━━ Records to use
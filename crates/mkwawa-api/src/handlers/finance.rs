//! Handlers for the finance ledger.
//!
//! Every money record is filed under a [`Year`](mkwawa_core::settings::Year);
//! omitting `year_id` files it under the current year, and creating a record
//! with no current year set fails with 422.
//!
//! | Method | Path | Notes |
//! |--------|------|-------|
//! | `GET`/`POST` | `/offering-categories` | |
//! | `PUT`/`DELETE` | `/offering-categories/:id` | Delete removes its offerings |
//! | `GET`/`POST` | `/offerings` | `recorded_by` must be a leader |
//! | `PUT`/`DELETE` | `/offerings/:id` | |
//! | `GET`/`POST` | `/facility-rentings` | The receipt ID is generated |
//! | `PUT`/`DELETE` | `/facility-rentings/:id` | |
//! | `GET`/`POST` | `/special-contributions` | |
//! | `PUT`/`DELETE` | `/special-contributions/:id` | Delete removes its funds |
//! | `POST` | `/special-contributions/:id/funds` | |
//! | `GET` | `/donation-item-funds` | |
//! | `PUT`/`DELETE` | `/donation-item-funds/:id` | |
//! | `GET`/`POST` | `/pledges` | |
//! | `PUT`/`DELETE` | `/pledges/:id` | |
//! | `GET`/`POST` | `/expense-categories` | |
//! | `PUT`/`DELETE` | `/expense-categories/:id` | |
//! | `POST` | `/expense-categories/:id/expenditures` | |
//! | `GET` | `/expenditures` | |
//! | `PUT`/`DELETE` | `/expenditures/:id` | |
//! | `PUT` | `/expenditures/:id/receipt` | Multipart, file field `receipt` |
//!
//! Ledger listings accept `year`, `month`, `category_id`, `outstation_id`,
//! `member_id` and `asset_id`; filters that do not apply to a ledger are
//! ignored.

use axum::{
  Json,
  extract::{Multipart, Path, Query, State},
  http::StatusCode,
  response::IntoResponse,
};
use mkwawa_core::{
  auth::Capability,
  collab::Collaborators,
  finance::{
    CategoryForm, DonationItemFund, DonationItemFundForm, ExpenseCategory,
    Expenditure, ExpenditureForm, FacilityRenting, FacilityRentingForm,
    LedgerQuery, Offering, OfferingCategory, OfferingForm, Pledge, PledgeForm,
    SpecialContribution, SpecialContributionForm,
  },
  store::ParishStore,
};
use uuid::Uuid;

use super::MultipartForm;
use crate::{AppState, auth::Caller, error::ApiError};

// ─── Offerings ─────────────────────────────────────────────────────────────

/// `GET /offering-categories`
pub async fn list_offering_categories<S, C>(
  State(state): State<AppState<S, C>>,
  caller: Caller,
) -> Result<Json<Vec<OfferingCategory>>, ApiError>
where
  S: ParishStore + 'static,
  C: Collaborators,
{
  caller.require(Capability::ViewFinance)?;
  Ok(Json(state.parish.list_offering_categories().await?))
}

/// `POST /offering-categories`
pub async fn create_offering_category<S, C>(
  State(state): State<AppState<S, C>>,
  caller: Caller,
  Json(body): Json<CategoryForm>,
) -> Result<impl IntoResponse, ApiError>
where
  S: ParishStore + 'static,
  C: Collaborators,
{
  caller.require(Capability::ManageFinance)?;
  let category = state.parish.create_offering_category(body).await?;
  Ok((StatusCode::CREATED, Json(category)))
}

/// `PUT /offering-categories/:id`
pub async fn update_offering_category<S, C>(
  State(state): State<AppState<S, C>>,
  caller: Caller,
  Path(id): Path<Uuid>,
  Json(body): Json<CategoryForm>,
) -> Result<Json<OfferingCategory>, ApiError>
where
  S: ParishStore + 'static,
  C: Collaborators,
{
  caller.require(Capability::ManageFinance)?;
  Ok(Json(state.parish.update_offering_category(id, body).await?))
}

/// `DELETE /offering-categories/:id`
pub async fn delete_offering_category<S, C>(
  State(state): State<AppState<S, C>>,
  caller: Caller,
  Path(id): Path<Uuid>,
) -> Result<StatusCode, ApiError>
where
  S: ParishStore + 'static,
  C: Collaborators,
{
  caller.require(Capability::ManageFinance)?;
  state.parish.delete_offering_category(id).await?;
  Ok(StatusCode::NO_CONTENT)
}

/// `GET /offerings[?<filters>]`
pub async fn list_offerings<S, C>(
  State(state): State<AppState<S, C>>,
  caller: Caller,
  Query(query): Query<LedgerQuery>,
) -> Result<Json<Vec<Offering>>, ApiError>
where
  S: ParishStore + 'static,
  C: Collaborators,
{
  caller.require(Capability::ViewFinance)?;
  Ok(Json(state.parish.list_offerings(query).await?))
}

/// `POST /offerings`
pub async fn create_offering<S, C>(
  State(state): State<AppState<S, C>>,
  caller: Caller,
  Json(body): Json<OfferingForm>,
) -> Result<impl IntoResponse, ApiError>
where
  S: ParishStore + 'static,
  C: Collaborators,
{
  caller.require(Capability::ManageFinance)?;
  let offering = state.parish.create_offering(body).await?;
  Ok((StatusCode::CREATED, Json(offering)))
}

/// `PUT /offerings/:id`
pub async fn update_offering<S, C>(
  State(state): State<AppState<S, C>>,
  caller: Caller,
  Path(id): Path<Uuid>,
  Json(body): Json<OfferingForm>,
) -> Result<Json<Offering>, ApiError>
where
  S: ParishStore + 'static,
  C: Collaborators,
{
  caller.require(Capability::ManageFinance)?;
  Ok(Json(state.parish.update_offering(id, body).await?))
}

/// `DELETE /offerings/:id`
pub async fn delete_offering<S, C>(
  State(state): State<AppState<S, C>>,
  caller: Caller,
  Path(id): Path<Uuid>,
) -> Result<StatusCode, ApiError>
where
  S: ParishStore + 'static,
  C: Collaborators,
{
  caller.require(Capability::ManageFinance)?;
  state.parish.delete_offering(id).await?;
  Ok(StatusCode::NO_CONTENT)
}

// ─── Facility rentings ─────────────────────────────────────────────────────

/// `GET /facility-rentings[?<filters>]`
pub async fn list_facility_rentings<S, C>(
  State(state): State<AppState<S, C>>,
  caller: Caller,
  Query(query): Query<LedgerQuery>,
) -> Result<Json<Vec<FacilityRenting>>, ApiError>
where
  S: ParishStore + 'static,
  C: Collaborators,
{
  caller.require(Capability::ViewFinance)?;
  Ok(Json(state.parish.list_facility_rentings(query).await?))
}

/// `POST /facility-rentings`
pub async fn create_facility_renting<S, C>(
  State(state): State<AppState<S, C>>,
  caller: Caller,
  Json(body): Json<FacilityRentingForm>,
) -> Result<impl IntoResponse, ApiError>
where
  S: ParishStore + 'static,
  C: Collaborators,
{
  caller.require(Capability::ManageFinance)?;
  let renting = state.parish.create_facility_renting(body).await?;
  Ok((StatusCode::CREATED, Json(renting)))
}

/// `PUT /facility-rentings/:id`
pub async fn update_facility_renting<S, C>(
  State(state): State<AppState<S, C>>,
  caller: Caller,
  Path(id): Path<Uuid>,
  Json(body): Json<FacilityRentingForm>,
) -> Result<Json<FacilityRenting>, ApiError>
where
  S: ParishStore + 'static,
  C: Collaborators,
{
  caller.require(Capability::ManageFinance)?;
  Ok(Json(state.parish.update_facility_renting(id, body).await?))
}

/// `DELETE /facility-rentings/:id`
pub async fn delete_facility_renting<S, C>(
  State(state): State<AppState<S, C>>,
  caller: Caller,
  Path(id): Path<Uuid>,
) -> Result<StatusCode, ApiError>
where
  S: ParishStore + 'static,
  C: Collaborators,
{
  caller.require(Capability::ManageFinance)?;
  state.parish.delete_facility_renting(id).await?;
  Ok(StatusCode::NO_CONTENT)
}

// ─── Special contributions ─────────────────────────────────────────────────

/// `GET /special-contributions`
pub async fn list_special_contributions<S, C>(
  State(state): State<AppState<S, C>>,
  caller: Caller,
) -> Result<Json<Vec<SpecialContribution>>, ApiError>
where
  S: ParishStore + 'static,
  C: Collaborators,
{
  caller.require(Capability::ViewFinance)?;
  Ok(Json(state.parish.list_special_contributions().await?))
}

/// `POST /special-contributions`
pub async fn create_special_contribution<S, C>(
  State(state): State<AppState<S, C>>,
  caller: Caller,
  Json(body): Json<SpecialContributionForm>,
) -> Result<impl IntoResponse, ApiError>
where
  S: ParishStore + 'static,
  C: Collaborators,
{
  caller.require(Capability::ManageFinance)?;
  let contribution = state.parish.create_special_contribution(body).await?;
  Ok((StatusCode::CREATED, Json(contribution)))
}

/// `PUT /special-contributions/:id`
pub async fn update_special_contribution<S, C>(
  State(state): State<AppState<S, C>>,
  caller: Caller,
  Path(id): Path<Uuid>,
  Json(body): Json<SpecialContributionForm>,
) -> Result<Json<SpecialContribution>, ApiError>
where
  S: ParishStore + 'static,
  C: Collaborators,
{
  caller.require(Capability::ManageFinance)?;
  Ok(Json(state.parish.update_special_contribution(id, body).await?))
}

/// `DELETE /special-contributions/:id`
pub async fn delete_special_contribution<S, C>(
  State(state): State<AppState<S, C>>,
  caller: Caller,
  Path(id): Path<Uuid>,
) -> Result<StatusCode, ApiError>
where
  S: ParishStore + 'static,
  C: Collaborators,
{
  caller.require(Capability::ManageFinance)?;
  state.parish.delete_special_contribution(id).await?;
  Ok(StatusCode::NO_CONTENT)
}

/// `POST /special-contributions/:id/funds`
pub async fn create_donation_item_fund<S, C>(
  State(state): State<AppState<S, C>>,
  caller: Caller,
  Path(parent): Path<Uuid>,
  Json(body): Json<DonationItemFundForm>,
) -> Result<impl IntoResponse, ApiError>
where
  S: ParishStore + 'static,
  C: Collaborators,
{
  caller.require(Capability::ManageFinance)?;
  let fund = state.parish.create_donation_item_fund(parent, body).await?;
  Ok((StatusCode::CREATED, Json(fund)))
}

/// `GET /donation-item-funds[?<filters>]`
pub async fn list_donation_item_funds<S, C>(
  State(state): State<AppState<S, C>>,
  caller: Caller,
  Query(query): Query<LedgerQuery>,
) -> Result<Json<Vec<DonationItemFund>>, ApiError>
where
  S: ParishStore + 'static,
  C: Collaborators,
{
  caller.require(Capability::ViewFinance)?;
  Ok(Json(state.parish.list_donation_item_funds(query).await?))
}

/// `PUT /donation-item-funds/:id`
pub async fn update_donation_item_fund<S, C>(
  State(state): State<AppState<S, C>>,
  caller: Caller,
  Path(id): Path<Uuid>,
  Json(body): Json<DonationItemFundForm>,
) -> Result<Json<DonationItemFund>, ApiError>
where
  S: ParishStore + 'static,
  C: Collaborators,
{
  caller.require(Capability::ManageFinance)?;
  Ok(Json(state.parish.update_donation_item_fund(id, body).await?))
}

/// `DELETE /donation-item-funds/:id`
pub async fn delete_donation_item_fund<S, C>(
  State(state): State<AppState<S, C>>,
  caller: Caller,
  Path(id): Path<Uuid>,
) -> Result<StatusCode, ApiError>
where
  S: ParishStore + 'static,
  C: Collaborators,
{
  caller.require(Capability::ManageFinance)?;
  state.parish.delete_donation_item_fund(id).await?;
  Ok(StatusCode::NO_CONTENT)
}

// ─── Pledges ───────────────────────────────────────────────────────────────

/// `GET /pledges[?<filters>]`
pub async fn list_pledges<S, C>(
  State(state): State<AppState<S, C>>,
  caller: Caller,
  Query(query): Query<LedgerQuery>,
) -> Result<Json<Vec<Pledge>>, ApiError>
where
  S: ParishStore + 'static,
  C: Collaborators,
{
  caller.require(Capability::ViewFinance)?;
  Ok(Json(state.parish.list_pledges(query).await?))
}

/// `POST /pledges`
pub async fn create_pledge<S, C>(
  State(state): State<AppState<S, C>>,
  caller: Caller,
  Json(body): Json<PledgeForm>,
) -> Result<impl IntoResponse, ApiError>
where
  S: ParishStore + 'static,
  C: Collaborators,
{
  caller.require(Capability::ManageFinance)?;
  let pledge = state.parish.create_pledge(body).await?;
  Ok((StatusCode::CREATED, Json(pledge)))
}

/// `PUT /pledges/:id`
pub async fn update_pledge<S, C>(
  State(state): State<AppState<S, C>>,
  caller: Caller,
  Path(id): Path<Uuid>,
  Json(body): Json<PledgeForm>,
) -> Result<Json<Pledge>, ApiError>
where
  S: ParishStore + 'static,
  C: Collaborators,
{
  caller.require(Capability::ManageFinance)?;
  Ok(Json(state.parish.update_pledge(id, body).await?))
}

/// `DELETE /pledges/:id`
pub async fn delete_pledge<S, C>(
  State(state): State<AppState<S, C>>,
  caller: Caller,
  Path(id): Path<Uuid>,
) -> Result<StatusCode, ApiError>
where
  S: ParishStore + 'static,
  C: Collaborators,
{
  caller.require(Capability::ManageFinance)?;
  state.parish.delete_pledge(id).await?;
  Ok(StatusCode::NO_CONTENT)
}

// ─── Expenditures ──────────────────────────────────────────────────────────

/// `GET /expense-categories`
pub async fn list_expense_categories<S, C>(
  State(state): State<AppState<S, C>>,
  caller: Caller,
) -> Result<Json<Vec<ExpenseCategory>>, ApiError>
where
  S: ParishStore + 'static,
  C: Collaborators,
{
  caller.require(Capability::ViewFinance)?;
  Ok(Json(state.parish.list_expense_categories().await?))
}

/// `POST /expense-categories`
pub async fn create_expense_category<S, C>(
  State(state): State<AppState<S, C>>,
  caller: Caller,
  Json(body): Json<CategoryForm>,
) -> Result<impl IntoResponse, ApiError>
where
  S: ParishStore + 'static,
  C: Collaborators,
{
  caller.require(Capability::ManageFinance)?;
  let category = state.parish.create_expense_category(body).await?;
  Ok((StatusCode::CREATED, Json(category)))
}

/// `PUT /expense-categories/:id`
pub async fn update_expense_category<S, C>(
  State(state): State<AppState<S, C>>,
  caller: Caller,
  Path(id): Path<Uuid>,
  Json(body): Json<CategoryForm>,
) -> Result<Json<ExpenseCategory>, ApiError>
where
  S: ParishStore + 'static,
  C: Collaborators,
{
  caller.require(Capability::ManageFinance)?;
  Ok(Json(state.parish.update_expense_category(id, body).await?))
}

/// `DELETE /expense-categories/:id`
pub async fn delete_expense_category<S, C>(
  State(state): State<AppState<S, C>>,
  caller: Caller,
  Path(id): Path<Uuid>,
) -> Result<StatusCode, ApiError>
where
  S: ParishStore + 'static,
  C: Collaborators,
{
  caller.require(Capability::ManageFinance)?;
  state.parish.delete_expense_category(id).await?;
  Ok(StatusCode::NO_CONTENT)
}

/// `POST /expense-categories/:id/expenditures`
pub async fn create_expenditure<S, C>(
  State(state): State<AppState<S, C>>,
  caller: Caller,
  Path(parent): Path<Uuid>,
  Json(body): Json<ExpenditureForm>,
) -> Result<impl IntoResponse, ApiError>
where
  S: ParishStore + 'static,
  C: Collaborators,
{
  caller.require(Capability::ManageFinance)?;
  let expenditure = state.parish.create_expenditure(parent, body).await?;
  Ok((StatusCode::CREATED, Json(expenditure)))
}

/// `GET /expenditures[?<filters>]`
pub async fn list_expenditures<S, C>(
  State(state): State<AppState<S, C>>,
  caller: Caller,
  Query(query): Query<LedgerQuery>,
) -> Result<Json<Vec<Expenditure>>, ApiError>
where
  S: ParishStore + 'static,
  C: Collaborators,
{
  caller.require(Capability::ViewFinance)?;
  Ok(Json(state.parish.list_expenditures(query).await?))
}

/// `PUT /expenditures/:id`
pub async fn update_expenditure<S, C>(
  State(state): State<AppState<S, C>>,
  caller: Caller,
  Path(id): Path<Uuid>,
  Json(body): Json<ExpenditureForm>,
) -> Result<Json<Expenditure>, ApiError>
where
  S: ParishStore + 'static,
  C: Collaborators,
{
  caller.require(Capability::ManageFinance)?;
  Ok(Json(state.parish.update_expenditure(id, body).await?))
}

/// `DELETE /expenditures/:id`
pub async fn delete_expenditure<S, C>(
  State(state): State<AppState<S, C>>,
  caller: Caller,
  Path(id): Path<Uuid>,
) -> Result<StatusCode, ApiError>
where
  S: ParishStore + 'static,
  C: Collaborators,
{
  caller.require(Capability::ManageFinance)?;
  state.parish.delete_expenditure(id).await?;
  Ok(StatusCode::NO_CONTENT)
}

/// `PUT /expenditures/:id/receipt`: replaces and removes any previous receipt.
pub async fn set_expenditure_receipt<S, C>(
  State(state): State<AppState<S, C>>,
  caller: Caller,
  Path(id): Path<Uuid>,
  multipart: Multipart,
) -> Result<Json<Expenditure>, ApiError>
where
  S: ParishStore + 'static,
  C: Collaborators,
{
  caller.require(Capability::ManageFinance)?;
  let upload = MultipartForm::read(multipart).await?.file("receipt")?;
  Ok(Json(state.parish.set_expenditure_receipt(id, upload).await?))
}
━━━━
• Task prompt
Filter the data, keeping only the lines that contain "filters".

• Exercise solution
//! `member_id` and `asset_id`; filters that do not apply to a ledger are
/// `GET /offerings[?<filters>]`
/// `GET /facility-rentings[?<filters>]`
/// `GET /donation-item-funds[?<filters>]`
/// `GET /pledges[?<filters>]`
/// `GET /expenditures[?<filters>]`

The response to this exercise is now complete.